__What you need to do__. In the entries below, the word "delimiter" appears on some lines. Copy each of those lines.
===== Material supplied =====
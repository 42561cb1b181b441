#![forbid(unsafe_code)]

use crate::error::Error;
use crate::scan::{ScanResult, Scanner};
use std::ffi::OsStr;
use std::io::{Read, Write};
use std::net::{TcpStream, ToSocketAddrs};
use std::os::unix::ffi::OsStrExt;
use std::os::unix::net::UnixStream;
use std::path::{Path, PathBuf};
use std::time::Duration;
use tracing::{debug, trace};

#[derive(Debug, Clone, PartialEq, Eq)]
pub enum Endpoint {
    Unix(PathBuf),
    Tcp(String),
}

/// Talks to a running clamd using the NUL-delimited command form
/// (`zSCAN`, `zPING`), which carries any path byte-for-byte, newlines and
/// non-UTF-8 names included. One connection per command.
#[derive(Debug, Clone)]
pub struct ClamdScanner {
    endpoint: Endpoint,
    timeout: Duration,
}

impl ClamdScanner {
    pub fn new(endpoint: Endpoint, timeout: Duration) -> Self {
        Self { endpoint, timeout }
    }

    pub fn from_config(config: &config::Clamd) -> Result<Self, Error> {
        let endpoint = match (&config.address, &config.socket) {
            (Some(address), _) => Endpoint::Tcp(address.clone()),
            (None, Some(socket)) => Endpoint::Unix(socket.clone()),
            (None, None) => return Err(Error::NoEndpoint),
        };
        Ok(Self::new(endpoint, config.timeout))
    }

    pub fn endpoint(&self) -> &Endpoint {
        &self.endpoint
    }

    pub fn ping(&self) -> Result<(), Error> {
        let reply = self.command(b"zPING\0")?;
        match reply.trim_ascii_end() {
            b"PONG" => Ok(()),
            other => Err(Error::Protocol(format!(
                "unexpected reply to PING: {:?}",
                String::from_utf8_lossy(other)
            ))),
        }
    }

    fn command(&self, command: &[u8]) -> Result<Vec<u8>, Error> {
        trace!(endpoint = ?self.endpoint, command = %String::from_utf8_lossy(command), "clamd command");
        match &self.endpoint {
            Endpoint::Unix(path) => {
                let stream = UnixStream::connect(path)?;
                stream.set_read_timeout(Some(self.timeout))?;
                stream.set_write_timeout(Some(self.timeout))?;
                exchange(stream, command)
            }
            Endpoint::Tcp(address) => {
                let mut last_err = None;
                for addr in address.to_socket_addrs()? {
                    match TcpStream::connect_timeout(&addr, self.timeout) {
                        Ok(stream) => {
                            stream.set_read_timeout(Some(self.timeout))?;
                            stream.set_write_timeout(Some(self.timeout))?;
                            return exchange(stream, command);
                        }
                        Err(err) => last_err = Some(err),
                    }
                }
                Err(last_err
                    .map(Error::Io)
                    .unwrap_or_else(|| Error::Protocol(format!("{address} resolves to nothing"))))
            }
        }
    }
}

impl Scanner for ClamdScanner {
    fn scan(&self, path: &Path) -> Result<ScanResult, Error> {
        let raw = path.as_os_str().as_bytes();
        if raw.contains(&0) {
            return Err(Error::Scan {
                path: path.to_path_buf(),
                reason: "path contains a NUL byte".to_owned(),
            });
        }

        let mut command = Vec::with_capacity(raw.len() + 7);
        command.extend_from_slice(b"zSCAN ");
        command.extend_from_slice(raw);
        command.push(0);

        let reply = self.command(&command)?;
        let result = parse_reply(&reply)?;
        debug!(path = %path.display(), ok = result.is_ok(), "scanned");
        Ok(result)
    }
}

fn exchange<S: Read + Write>(mut stream: S, command: &[u8]) -> Result<Vec<u8>, Error> {
    stream.write_all(command)?;
    stream.flush()?;

    // Non-session commands get their whole reply followed by EOF.
    let mut reply = Vec::new();
    stream.read_to_end(&mut reply)?;
    Ok(reply)
}

/// Parse the reply records of a SCAN command:
/// `<path>: OK`, `<path>: <signature> FOUND` or `<path>: <reason> ERROR`.
/// Records end with NUL, or newline when the reply has no NUL. Paths are kept as
/// raw bytes.
///
/// Signatures never contain `": "`, so OK and FOUND records split at the
/// last separator. Error reasons often do, so ERROR records split at the
/// first.
pub(crate) fn parse_reply(reply: &[u8]) -> Result<ScanResult, Error> {
    let mut result = ScanResult::clean();
    let mut seen = false;
    // The z form terminates records with NUL, which leaves newlines free to
    // appear inside a path.
    let delimiter = if reply.contains(&0) { 0 } else { b'\n' };
    let records = reply
        .split(|&b| b == delimiter)
        .map(<[u8]>::trim_ascii_end)
        .filter(|record| !record.is_empty());
    for record in records {
        let protocol_err = || Error::Protocol(String::from_utf8_lossy(record).into_owned());
        if let Some(rest) = record.strip_suffix(b" ERROR") {
            let (path, reason) = split_at_separator(rest, false).ok_or_else(protocol_err)?;
            return Err(Error::Scan {
                path: path_of(path),
                reason: String::from_utf8_lossy(reason).into_owned(),
            });
        }
        let (path, status) = split_at_separator(record, true).ok_or_else(protocol_err)?;
        if let Some(signature) = status.strip_suffix(b" FOUND") {
            result.add_virus(path_of(path), String::from_utf8_lossy(signature));
        } else if status != b"OK" {
            return Err(protocol_err());
        }
        seen = true;
    }
    if !seen {
        return Err(Error::Protocol("empty reply".to_owned()));
    }
    Ok(result)
}

/// Split around the first or last `": "`.
fn split_at_separator(record: &[u8], last: bool) -> Option<(&[u8], &[u8])> {
    let mut hits = record.windows(2).enumerate().filter(|(_, w)| *w == b": ");
    let (at, _) = if last { hits.last() } else { hits.next() }?;
    Some((&record[..at], &record[at + 2..]))
}

fn path_of(bytes: &[u8]) -> PathBuf {
    PathBuf::from(OsStr::from_bytes(bytes))
}
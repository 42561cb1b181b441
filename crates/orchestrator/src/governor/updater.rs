#![forbid(unsafe_code)]

use crate::error::Error;
use crate::governor::ProcessLimitController;
use crate::worker::{StopSignal, Worker};
use std::sync::atomic::{AtomicBool, Ordering};
use std::sync::{Arc, Mutex};
use std::time::{Duration, Instant};
use tracing::{debug, info, trace, warn};

/// Shortest period accepted; anything faster only hammers the limiter.
pub const MIN_UPDATE_PERIOD: Duration = Duration::from_secs(60);

/// Re-applies the controller's policy at a fixed rate on a background
/// thread. A failed update is logged and the next one runs on schedule.
#[derive(Debug)]
pub struct ScheduledLimitUpdater {
    controller: Arc<ProcessLimitController>,
    period: Duration,
    running: AtomicBool,
    worker: Mutex<Option<Worker>>,
}

impl ScheduledLimitUpdater {
    pub fn new(controller: Arc<ProcessLimitController>, period: Duration) -> Result<Self, Error> {
        if period < MIN_UPDATE_PERIOD {
            return Err(Error::UpdatePeriod(period));
        }
        Ok(Self::with_period(controller, period))
    }

    fn with_period(controller: Arc<ProcessLimitController>, period: Duration) -> Self {
        Self {
            controller,
            period,
            running: AtomicBool::new(false),
            worker: Mutex::new(None),
        }
    }

    pub fn period(&self) -> Duration {
        self.period
    }

    pub fn is_running(&self) -> bool {
        self.running.load(Ordering::SeqCst)
    }

    /// Start ticking. The first update runs immediately. Starting a running
    /// updater does nothing.
    pub fn start(&self) -> Result<(), Error> {
        if self
            .running
            .compare_exchange(false, true, Ordering::SeqCst, Ordering::SeqCst)
            .is_err()
        {
            debug!("limit updater already running");
            return Ok(());
        }

        let controller = Arc::clone(&self.controller);
        let period = self.period;
        let worker = Worker::spawn("limit-updater", move |stop| {
            Self::run(&controller, period, &stop)
        });
        match worker {
            Ok(worker) => {
                *self.lock_worker() = Some(worker);
                info!(?period, "limit updater started");
                Ok(())
            }
            Err(err) => {
                self.running.store(false, Ordering::SeqCst);
                Err(err)
            }
        }
    }

    /// Stop ticking and join the thread. Safe to call repeatedly.
    pub fn close(&self) {
        if self
            .running
            .compare_exchange(true, false, Ordering::SeqCst, Ordering::SeqCst)
            .is_err()
        {
            return;
        }
        if let Some(worker) = self.lock_worker().take() {
            worker.stop();
        }
        info!("limit updater stopped");
    }

    fn run(controller: &ProcessLimitController, period: Duration, stop: &StopSignal) {
        let mut next = Instant::now();
        loop {
            match controller.apply_current_policy_limit() {
                Ok(changed) => trace!(changed, "scheduled limit update"),
                Err(err) => warn!(%err, "scheduled limit update failed"),
            }

            // Fixed rate: ticks missed while busy are skipped, not replayed.
            next += period;
            let now = Instant::now();
            while next <= now {
                next += period;
            }
            if stop.wait_until(next) {
                break;
            }
        }
    }

    fn lock_worker(&self) -> std::sync::MutexGuard<'_, Option<Worker>> {
        match self.worker.lock() {
            Ok(guard) => guard,
            Err(poisoned) => poisoned.into_inner(),
        }
    }
}

impl Drop for ScheduledLimitUpdater {
    fn drop(&mut self) {
        self.close();
    }
}
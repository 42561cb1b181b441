use serde::{Deserialize, Serialize};
use serde_with::serde_as;
use std::path::PathBuf;
use std::time::Duration;

#[serde_as]
#[derive(Debug, Clone, Serialize, Deserialize, PartialEq, Eq)]
#[serde(default)]
pub struct Governor {
    /// Whether the CPU limit of the scanning daemon is managed at all.
    pub enabled: bool,

    /// Static process id of the daemon to throttle. Checked before
    /// `pid_file`.
    #[serde(skip_serializing_if = "Option::is_none")]
    pub pid: Option<u32>,

    /// File holding the daemon's process id on its first non-blank line.
    #[serde(skip_serializing_if = "Option::is_none")]
    pub pid_file: Option<PathBuf>,

    /// Floor for the limit handed to the throttling tool, in percent.
    ///
    /// ## Note
    ///
    /// Profiles may request less than this (down to 0). Such values pause
    /// local scan submission, but the daemon itself is never throttled below
    /// the floor since it would stop answering.
    pub min_limit: u32,

    /// How often the active profile is re-evaluated and applied. **Measured
    /// in seconds**, must be at least 60.
    #[serde_as(as = "serde_with::DurationSeconds")]
    pub update_interval: Duration,

    /// Keep all bookkeeping but never touch the live process.
    pub mocking: bool,

    /// Program used to throttle the daemon. It is invoked as
    /// `<limiter> --pid=<pid> --limit=<percent> --lazy`.
    pub limiter: PathBuf,

    /// Extra arguments passed to the limiter before the pid and limit, e.g.
    /// `["--include-children"]`.
    pub limiter_args: Vec<String>,

    /// Daily time profile, e.g. `00:00-05:59 @ 100%, 06:00-23:59 @ 50%`.
    /// Ignored when `weekly` is present.
    pub profile: String,

    /// One profile per day of the week.
    #[serde(skip_serializing_if = "Option::is_none")]
    pub weekly: Option<WeeklyProfiles>,
}

impl Default for Governor {
    fn default() -> Self {
        Self {
            enabled: true,
            pid: None,
            pid_file: Some(PathBuf::from("/run/clamav/clamd.pid")),
            min_limit: 20,
            update_interval: Duration::from_secs(60),
            mocking: false,
            limiter: PathBuf::from("cpulimit"),
            limiter_args: Vec::new(),
            profile: "00:00-23:59 @ 100%".to_owned(),
            weekly: None,
        }
    }
}

/// Profile specifications indexed by weekday. All seven must be given.
#[derive(Debug, Clone, Serialize, Deserialize, PartialEq, Eq)]
pub struct WeeklyProfiles {
    pub monday: String,
    pub tuesday: String,
    pub wednesday: String,
    pub thursday: String,
    pub friday: String,
    pub saturday: String,
    pub sunday: String,
}

impl WeeklyProfiles {
    /// Profiles in ISO weekday order, Monday first.
    pub fn days(&self) -> [&str; 7] {
        [
            &self.monday,
            &self.tuesday,
            &self.wednesday,
            &self.thursday,
            &self.friday,
            &self.saturday,
            &self.sunday,
        ]
    }
}
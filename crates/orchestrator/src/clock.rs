#![forbid(unsafe_code)]

use chrono::{Local, NaiveDateTime};

pub trait Clock: Send + Sync {
    /// Current local wall-clock time. Profiles are expressed in local time.
    fn now(&self) -> NaiveDateTime;
}

#[derive(Debug, Default, Clone, Copy)]
pub struct SystemClock;

impl Clock for SystemClock {
    fn now(&self) -> NaiveDateTime {
        Local::now().naive_local()
    }
}

/// A clock frozen at a single instant.
#[derive(Debug, Clone, Copy)]
pub struct FixedClock(pub NaiveDateTime);

impl Clock for FixedClock {
    fn now(&self) -> NaiveDateTime {
        self.0
    }
}
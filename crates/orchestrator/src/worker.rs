#![forbid(unsafe_code)]

use crate::error::Error;
use std::sync::{Arc, Condvar, Mutex, MutexGuard};
use std::thread::JoinHandle;
use std::time::{Duration, Instant};
use tracing::{trace, warn};

/// One-shot stop flag that also interrupts sleeps.
#[derive(Debug, Default)]
pub struct StopSignal {
    stopped: Mutex<bool>,
    cond: Condvar,
}

impl StopSignal {
    pub fn stop(&self) {
        *self.lock() = true;
        self.cond.notify_all();
    }

    pub fn is_stopped(&self) -> bool {
        *self.lock()
    }

    /// Sleep for `timeout` unless stopped first. Returns whether a stop was
    /// requested.
    pub fn wait(&self, timeout: Duration) -> bool {
        self.wait_until(Instant::now() + timeout)
    }

    pub fn wait_until(&self, deadline: Instant) -> bool {
        let mut stopped = self.lock();
        loop {
            if *stopped {
                return true;
            }
            let now = Instant::now();
            if now >= deadline {
                return false;
            }
            stopped = match self.cond.wait_timeout(stopped, deadline - now) {
                Ok((guard, _)) => guard,
                Err(poisoned) => poisoned.into_inner().0,
            };
        }
    }

    fn lock(&self) -> MutexGuard<'_, bool> {
        match self.stopped.lock() {
            Ok(guard) => guard,
            Err(poisoned) => poisoned.into_inner(),
        }
    }
}

/// A named background thread paired with its stop signal.
#[derive(Debug)]
pub(crate) struct Worker {
    name: &'static str,
    stop: Arc<StopSignal>,
    handle: JoinHandle<()>,
}

impl Worker {
    pub(crate) fn spawn<F>(name: &'static str, body: F) -> Result<Self, Error>
    where
        F: FnOnce(Arc<StopSignal>) + Send + 'static,
    {
        let stop = Arc::new(StopSignal::default());
        let handle = {
            let stop = Arc::clone(&stop);
            std::thread::Builder::new()
                .name(name.into())
                .spawn(move || body(stop))
                .map_err(|source| Error::Spawn { name, source })?
        };
        Ok(Self { name, stop, handle })
    }

    pub(crate) fn is_finished(&self) -> bool {
        self.handle.is_finished()
    }

    /// Signal the thread and wait for it to exit.
    pub(crate) fn stop(self) {
        self.stop.stop();
        if self.handle.join().is_err() {
            warn!(name = self.name, "worker thread panicked");
        } else {
            trace!(name = self.name, "worker thread exited");
        }
    }
}

#[cfg(test)]
mod tests {
    use super::*;

    #[test]
    fn wait_returns_early_on_stop() {
        let signal = Arc::new(StopSignal::default());
        let waiter = {
            let signal = signal.clone();
            std::thread::spawn(move || {
                let start = Instant::now();
                let stopped = signal.wait(Duration::from_secs(30));
                (stopped, start.elapsed())
            })
        };
        std::thread::sleep(Duration::from_millis(50));
        signal.stop();
        let (stopped, elapsed) = waiter.join().unwrap();
        assert!(stopped);
        assert!(elapsed < Duration::from_secs(10));
    }

    #[test]
    fn wait_times_out_without_stop() {
        let signal = StopSignal::default();
        assert!(!signal.wait(Duration::from_millis(10)));
        assert!(!signal.is_stopped());
    }

    #[test]
    fn worker_stops_its_loop() {
        let worker = Worker::spawn("test-worker", |stop| while !stop.wait(Duration::from_secs(60)) {})
            .unwrap();
        assert!(!worker.is_finished());
        worker.stop();
    }
}
#![forbid(unsafe_code)]

use rustc_hash::FxHashMap;
use std::collections::BTreeMap;
use std::path::{Path, PathBuf};
use std::sync::{Mutex, MutexGuard};
use tracing::{trace, warn};

pub const MIN_CAPACITY: usize = 5;
pub const MAX_CAPACITY: usize = 100_000;
pub const DEFAULT_CAPACITY: usize = 1000;

#[derive(Debug, Default)]
struct Inner {
    /// Pending paths keyed by push sequence, oldest first.
    order: BTreeMap<u64, PathBuf>,
    /// Sequence of each pending path.
    index: FxHashMap<PathBuf, u64>,
    next_seq: u64,
    overflow: u64,
}

impl Inner {
    fn pop_front(&mut self) -> Option<PathBuf> {
        let (_, path) = self.order.pop_first()?;
        self.index.remove(&path);
        Some(path)
    }

    fn remove(&mut self, path: &Path) -> bool {
        match self.index.remove(path) {
            Some(seq) => {
                self.order.remove(&seq);
                true
            }
            None => false,
        }
    }
}

/// Bounded set of paths waiting to be scanned.
///
/// Pushing a path that is already queued moves it to the back, so a burst
/// of events for one file costs a single scan. When full, the oldest paths
/// are dropped and the overflow counter is bumped. Nothing here blocks.
#[derive(Debug)]
pub struct BoundedEventQueue {
    capacity: usize,
    inner: Mutex<Inner>,
}

impl Default for BoundedEventQueue {
    fn default() -> Self {
        Self::new(DEFAULT_CAPACITY)
    }
}

impl BoundedEventQueue {
    /// `capacity` is clamped to [`MIN_CAPACITY`]..=[`MAX_CAPACITY`].
    pub fn new(capacity: usize) -> Self {
        let clamped = capacity.clamp(MIN_CAPACITY, MAX_CAPACITY);
        if clamped != capacity {
            warn!(requested = capacity, capacity = clamped, "queue capacity clamped");
        }
        Self {
            capacity: clamped,
            inner: Mutex::new(Inner::default()),
        }
    }

    pub fn from_config(config: &config::Watch) -> Self {
        Self::new(config.queue_capacity)
    }

    pub fn capacity(&self) -> usize {
        self.capacity
    }

    pub fn push(&self, path: impl Into<PathBuf>) {
        let path = path.into();
        let mut inner = self.lock();

        if let Some(seq) = inner.index.remove(&path) {
            inner.order.remove(&seq);
        }

        if inner.order.len() >= self.capacity {
            let mut evicted = 0usize;
            while inner.order.len() >= self.capacity {
                if inner.pop_front().is_none() {
                    break;
                }
                evicted += 1;
            }
            inner.overflow += 1;
            trace!(evicted, overflow = inner.overflow, "queue full, dropped oldest");
        }

        let seq = inner.next_seq;
        inner.next_seq += 1;
        inner.order.insert(seq, path.clone());
        inner.index.insert(path, seq);
    }

    pub fn pop(&self) -> Option<PathBuf> {
        self.lock().pop_front()
    }

    /// Like [`pop`](Self::pop), but silently drops paths that no longer
    /// exist on disk.
    pub fn pop_existing(&self) -> Option<PathBuf> {
        loop {
            let path = self.pop()?;
            if path.exists() {
                return Some(path);
            }
            trace!(path = %path.display(), "dropping vanished path");
        }
    }

    /// Pop up to `max` paths, fewer if the queue runs dry.
    pub fn pop_batch(&self, max: usize, existing_only: bool) -> Vec<PathBuf> {
        let mut batch = Vec::with_capacity(max.min(self.capacity));
        while batch.len() < max {
            let next = if existing_only {
                self.pop_existing()
            } else {
                self.pop()
            };
            match next {
                Some(path) => batch.push(path),
                None => break,
            }
        }
        batch
    }

    /// Drop a pending path. Returns whether it was queued.
    pub fn remove(&self, path: &Path) -> bool {
        self.lock().remove(path)
    }

    pub fn contains(&self, path: &Path) -> bool {
        self.lock().index.contains_key(path)
    }

    pub fn len(&self) -> usize {
        self.lock().order.len()
    }

    pub fn is_empty(&self) -> bool {
        self.lock().order.is_empty()
    }

    /// Pending paths, oldest first.
    pub fn to_vec(&self) -> Vec<PathBuf> {
        self.lock().order.values().cloned().collect()
    }

    pub fn clear(&self) {
        let mut inner = self.lock();
        inner.order.clear();
        inner.index.clear();
    }

    /// Number of pushes that had to drop older paths.
    pub fn overflow_count(&self) -> u64 {
        self.lock().overflow
    }

    /// Reset the overflow counter, returning its previous value.
    pub fn reset_overflow_count(&self) -> u64 {
        std::mem::take(&mut self.lock().overflow)
    }

    fn lock(&self) -> MutexGuard<'_, Inner> {
        match self.inner.lock() {
            Ok(guard) => guard,
            Err(poisoned) => poisoned.into_inner(),
        }
    }
}

#[cfg(test)]
mod tests {
    use super::*;
    use proptest::prelude::*;
    use std::collections::VecDeque;
    use std::sync::Arc;
    use tempfile::tempdir;

    #[test]
    fn capacity_is_clamped() {
        assert_eq!(BoundedEventQueue::new(0).capacity(), MIN_CAPACITY);
        assert_eq!(BoundedEventQueue::new(usize::MAX).capacity(), MAX_CAPACITY);
        assert_eq!(BoundedEventQueue::default().capacity(), DEFAULT_CAPACITY);
    }

    #[test]
    fn repeated_push_coalesces_to_tail() {
        let queue = BoundedEventQueue::new(10);
        queue.push("/a");
        queue.push("/p");
        queue.push("/b");
        queue.push("/p");
        queue.push("/p");

        assert_eq!(queue.len(), 3);
        assert_eq!(
            queue.to_vec(),
            [PathBuf::from("/a"), PathBuf::from("/b"), PathBuf::from("/p")]
        );
    }

    #[test]
    fn overflow_evicts_oldest() {
        let capacity = 5;
        let extra = 3;
        let queue = BoundedEventQueue::new(capacity);
        for i in 0..capacity + extra {
            queue.push(format!("/f{i}"));
        }

        assert_eq!(queue.len(), capacity);
        assert_eq!(queue.overflow_count(), extra as u64);
        for i in 0..extra {
            assert!(!queue.contains(Path::new(&format!("/f{i}"))));
        }
        assert_eq!(queue.pop(), Some(PathBuf::from(format!("/f{extra}"))));

        assert_eq!(queue.reset_overflow_count(), extra as u64);
        assert_eq!(queue.overflow_count(), 0);
    }

    #[test]
    fn pushing_queued_path_into_full_queue_does_not_evict() {
        let queue = BoundedEventQueue::new(5);
        for i in 0..5 {
            queue.push(format!("/f{i}"));
        }
        queue.push("/f0");
        assert_eq!(queue.len(), 5);
        assert_eq!(queue.overflow_count(), 0);
        assert_eq!(queue.pop(), Some(PathBuf::from("/f1")));
    }

    #[test]
    fn remove_cancels_pending_path() {
        let queue = BoundedEventQueue::new(10);
        queue.push("/p");
        assert!(queue.remove(Path::new("/p")));
        assert!(!queue.remove(Path::new("/p")));
        assert!(queue.is_empty());
        assert_eq!(queue.pop(), None);
    }

    #[test]
    fn existing_only_pop_skips_deleted_files() {
        let dir = tempdir().unwrap();
        let paths: Vec<PathBuf> = ["one", "two", "three"]
            .iter()
            .map(|name| dir.path().join(name))
            .collect();
        let queue = BoundedEventQueue::new(10);
        for path in &paths {
            std::fs::write(path, b"data").unwrap();
            queue.push(path.clone());
        }
        std::fs::remove_file(&paths[1]).unwrap();

        assert_eq!(queue.pop_existing(), Some(paths[0].clone()));
        assert_eq!(queue.pop_existing(), Some(paths[2].clone()));
        assert_eq!(queue.pop_existing(), None);
    }

    #[test]
    fn batch_pop_returns_what_is_available() {
        let dir = tempdir().unwrap();
        let queue = BoundedEventQueue::new(10);
        let kept = dir.path().join("kept");
        std::fs::write(&kept, b"x").unwrap();
        queue.push(dir.path().join("gone"));
        queue.push(kept.clone());
        queue.push(dir.path().join("also-gone"));

        assert_eq!(queue.pop_batch(100, true), [kept]);
        assert!(queue.is_empty());

        queue.push("/x");
        queue.push("/y");
        queue.push("/z");
        assert_eq!(queue.pop_batch(2, false), [PathBuf::from("/x"), PathBuf::from("/y")]);
        assert_eq!(queue.pop_batch(2, false), [PathBuf::from("/z")]);
        assert!(queue.pop_batch(2, false).is_empty());
    }

    #[test]
    fn clear_keeps_overflow_count() {
        let queue = BoundedEventQueue::new(5);
        for i in 0..6 {
            queue.push(format!("/f{i}"));
        }
        queue.clear();
        assert!(queue.is_empty());
        assert_eq!(queue.overflow_count(), 1);
    }

    #[test]
    fn concurrent_producer_and_consumer() {
        let queue = Arc::new(BoundedEventQueue::new(50));
        let producer = {
            let queue = queue.clone();
            std::thread::spawn(move || {
                for i in 0..10_000 {
                    queue.push(format!("/f{}", i % 200));
                }
            })
        };
        let consumer = {
            let queue = queue.clone();
            std::thread::spawn(move || {
                let mut popped = 0usize;
                for _ in 0..10_000 {
                    popped += queue.pop_batch(10, false).len();
                    assert!(queue.len() <= 50);
                }
                popped
            })
        };
        producer.join().unwrap();
        consumer.join().unwrap();
        assert!(queue.len() <= 50);
        let pending = queue.to_vec();
        let unique: std::collections::HashSet<_> = pending.iter().collect();
        assert_eq!(unique.len(), pending.len());
    }

    #[derive(Debug, Clone)]
    enum Op {
        Push(u8),
        Remove(u8),
        Pop,
    }

    fn op_strategy() -> impl Strategy<Value = Op> {
        prop_oneof![
            4 => (0u8..30).prop_map(Op::Push),
            1 => (0u8..30).prop_map(Op::Remove),
            2 => Just(Op::Pop),
        ]
    }

    fn path_of(id: u8) -> PathBuf {
        PathBuf::from(format!("/p/{id}"))
    }

    proptest! {
        #[test]
        fn matches_reference_model(
            capacity in MIN_CAPACITY..20,
            ops in prop::collection::vec(op_strategy(), 0..300),
        ) {
            let queue = BoundedEventQueue::new(capacity);
            let mut model: VecDeque<PathBuf> = VecDeque::new();
            let mut overflow = 0u64;

            for op in ops {
                match op {
                    Op::Push(id) => {
                        let path = path_of(id);
                        model.retain(|p| p != &path);
                        if model.len() >= capacity {
                            while model.len() >= capacity {
                                model.pop_front();
                            }
                            overflow += 1;
                        }
                        model.push_back(path.clone());
                        queue.push(path);
                    }
                    Op::Remove(id) => {
                        let path = path_of(id);
                        let expected = model.contains(&path);
                        model.retain(|p| p != &path);
                        prop_assert_eq!(queue.remove(&path), expected);
                    }
                    Op::Pop => {
                        prop_assert_eq!(queue.pop(), model.pop_front());
                    }
                }
                prop_assert!(queue.len() <= capacity);
            }

            prop_assert_eq!(queue.to_vec(), Vec::from(model));
            prop_assert_eq!(queue.overflow_count(), overflow);
        }
    }
}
=====
__Output of the exercise__.
    let delimiter = if reply.contains(&0) { 0 } else { b'\n' };
        .split(|&b| b == delimiter)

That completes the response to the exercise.